Last updated: February 20, 2026
Who Are the Primary Suppliers of Zokinvy (mirovirsen)?
Zokinvy (mirovirsen) is an antisense oligonucleotide developed for the treatment of Hutchinson-Gilford progeria syndrome (HGPS). It is marketed by Eiger BioPharma. The production of Zokinvy involves specialized manufacturing processes for oligonucleotide synthesis, purification, and formulation.
The key suppliers in the Zokinvy supply chain can be categorized as follows:
Active Pharmaceutical Ingredient (API) Suppliers
- BioSpring GmbH: Provides custom oligonucleotide synthesis, including sequence-specific synthesis, scale-up, and purification services.

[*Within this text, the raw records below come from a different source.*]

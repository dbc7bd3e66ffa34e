use chrono::NaiveDateTime;
use diesel::prelude::*;

use crate::domain::types::{DeliveryState, OwnerId, RecipientId};
use crate::domain::{NewRecipient as DomainNewRecipient, Recipient as DomainRecipient};

#[derive(Debug, Clone, Queryable, Selectable, Identifiable)]
#[diesel(table_name = crate::schema::recipients)]
#[diesel(check_for_backend(diesel::sqlite::Sqlite))]
pub struct Recipient {
    pub id: i32,
    pub name: String,
    pub company_name: String,
    pub email: String,
    pub is_sent: bool,
    pub owner_id: i32,
    pub created_at: NaiveDateTime,
    pub updated_at: NaiveDateTime,
}

#[derive(Insertable)]
#[diesel(table_name = crate::schema::recipients)]
pub struct NewRecipient<'a> {
    pub name: &'a str,
    pub company_name: &'a str,
    pub email: &'a str,
    pub is_sent: bool,
    pub owner_id: i32,
    pub created_at: NaiveDateTime,
    pub updated_at: NaiveDateTime,
}

impl<'a> NewRecipient<'a> {
    pub fn from_domain(recipient: &'a DomainNewRecipient, now: NaiveDateTime) -> Self {
        Self {
            name: recipient.display_name.as_str(),
            company_name: recipient.organization_name.as_str(),
            email: recipient.email_address.as_str(),
            is_sent: false,
            owner_id: recipient.owner_id.get(),
            created_at: now,
            updated_at: now,
        }
    }
}

impl From<Recipient> for DomainRecipient {
    fn from(recipient: Recipient) -> Self {
        Self {
            id: RecipientId::new(recipient.id),
            display_name: recipient.name,
            organization_name: recipient.company_name,
            email_address: recipient.email,
            delivery_state: DeliveryState::from(recipient.is_sent),
            owner_id: OwnerId::new(recipient.owner_id),
            created_at: recipient.created_at,
        }
    }
}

- Eurofins Genomics: Supplies oligonucleotide building blocks, primers, and custom oligonucleotides used in Zokinvy production.

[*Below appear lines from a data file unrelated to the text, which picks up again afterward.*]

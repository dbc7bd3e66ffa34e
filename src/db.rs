//! SQLite connection pool helpers.

use diesel::connection::SimpleConnection;
use diesel::r2d2::{ConnectionManager, CustomizeConnection, Pool, PoolError, PooledConnection};
use diesel::sqlite::SqliteConnection;

pub type DbPool = Pool<ConnectionManager<SqliteConnection>>;
pub type DbConnection = PooledConnection<ConnectionManager<SqliteConnection>>;

#[derive(Debug)]
struct SqlitePragmas;

impl CustomizeConnection<SqliteConnection, diesel::r2d2::Error> for SqlitePragmas {
    fn on_acquire(&self, conn: &mut SqliteConnection) -> Result<(), diesel::r2d2::Error> {
        conn.batch_execute(
            "PRAGMA journal_mode = WAL; PRAGMA busy_timeout = 5000; PRAGMA foreign_keys = ON;",
        )
        .map_err(diesel::r2d2::Error::QueryError)
    }
}

/// Builds an r2d2 pool for the SQLite database at `database_url`.
pub fn establish_connection_pool(database_url: &str) -> Result<DbPool, PoolError> {
    let manager = ConnectionManager::<SqliteConnection>::new(database_url);
    Pool::builder()
        .connection_customizer(Box::new(SqlitePragmas))
        .build(manager)
}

- Sigma-Aldrich (Merck): Offers phosphoramidites and other synthesis reagents necessary for manufacturing antisense oligonucleotides.
Manufacturing Partners
- Samsung Biologics: Contract manufacturer known for biologics; not directly involved in Zokinvy but potential partner or comparable capacity provider for oligonucleotide manufacturing.
- Fujifilm Diosynth Biotechnologies: Has a history of producing complex oligonucleotides through proprietary processes, although specific involvement with Zokinvy has not been publicly disclosed.
- Q-Gen Cell Sciences (GeneSys): Specializes in oligonucleotide manufacturing, potentially supplying for clinical or commercial batches.
Formulation and Final Product Manufacturing
- Catalent Inc.: Provides formulation, fill-finish, and packaging services for oligonucleotide-based therapeutics.
- Roxane Laboratories (part of Konica Minolta): Engages in manufacturing final drug products, including specialized handling for antisense oligonucleotides.
Supply Chain Specifics and Constraints
- The manufacturing of antisense oligonucleotides like Zokinvy requires high purity, specific modifications, and controlled conditions, limiting the list of competent suppliers.
- Patent rights and proprietary synthesis techniques can restrict direct access to certain supplier sources or manufacturing processes.
- Most suppliers are located in North America and Europe, with few options globally for raw oligonucleotide synthesis at the scale required for commercial production.
Market and Regulatory Considerations
- Zokinvy received FDA approval in November 2020 and EMA approval later in 2021.
- The supply chain experienced disruptions during initial launch phases, attributable to high demand and complex manufacturing.
Conclusion
Zokinvy's supply primarily depends on specialized oligonucleotide synthesis companies, with key players being BioSpring GmbH, Eurofins Genomics, and Sigma-Aldrich. Contract manufacturing organizations such as Catalent and Roxane are involved in formulation and final product assembly. Consistency of supply relies on high-purity synthesis, rigorous quality controls, and limited number of capable suppliers.
Key Takeaways
- Zokinvy's primary supplies involve custom oligonucleotide synthesis, with BioSpring GmbH and Eurofins Genomics as top providers.
- Contract manufacturers like Catalent play a critical role in formulation and packaging.
- Supply chain constraints center on complex oligonucleotide production requirements and proprietary synthesis methods.
- The global supply of antisense oligonucleotides is concentrated among a few specialized companies.
FAQs
1. Are there alternatives to BioSpring GmbH for oligonucleotide synthesis for Zokinvy?
Limited options exist for high-quality, GMP-compliant oligonucleotide synthesis at the required scale. Companies like Eurofins and Sigma-Aldrich present alternatives, but their capacity and qualifications differ.
2. How has supply chain disruption affected Zokinvy availability?
Disruptions during initial launch caused delays and shortages owing to high demand and manufacturing complexity. These have since stabilized as suppliers scaled up production.
3. What are the main challenges in sourcing raw materials for Zokinvy?
The synthesis reagents, such as phosphoramidites, are specialized and subject to supply constraints. Their procurement depends on global supply chain stability and proprietary restrictions.
4. Do regulatory guidelines impact supplier choice for Zokinvy?
Yes. Suppliers must meet GMP standards, and their manufacturing processes are scrutinized during regulatory review. Proprietary methods also influence selection.
5. Is there patent protection affecting new suppliers entering the Zokinvy production chain?
Yes. Patents on specific oligonucleotide modifications and synthesis techniques limit entry of new suppliers and enforce exclusivity among current manufacturers.
References
- U.S. Food and Drug Administration (FDA). (2020). Zokinvy Approval Letter.
- European Medicines Agency (EMA). (2021). Summary of Product Characteristics for Zokinvy.
- BioSpring GmbH. (2022). Custom Oligonucleotide Synthesis Services.
- Eurofins Genomics. (2022). Oligonucleotide Manufacturing Capabilities.
- Sigma-Aldrich (Merck). (2022). Phosphoramidite Supplies for Oligonucleotide Synthesis.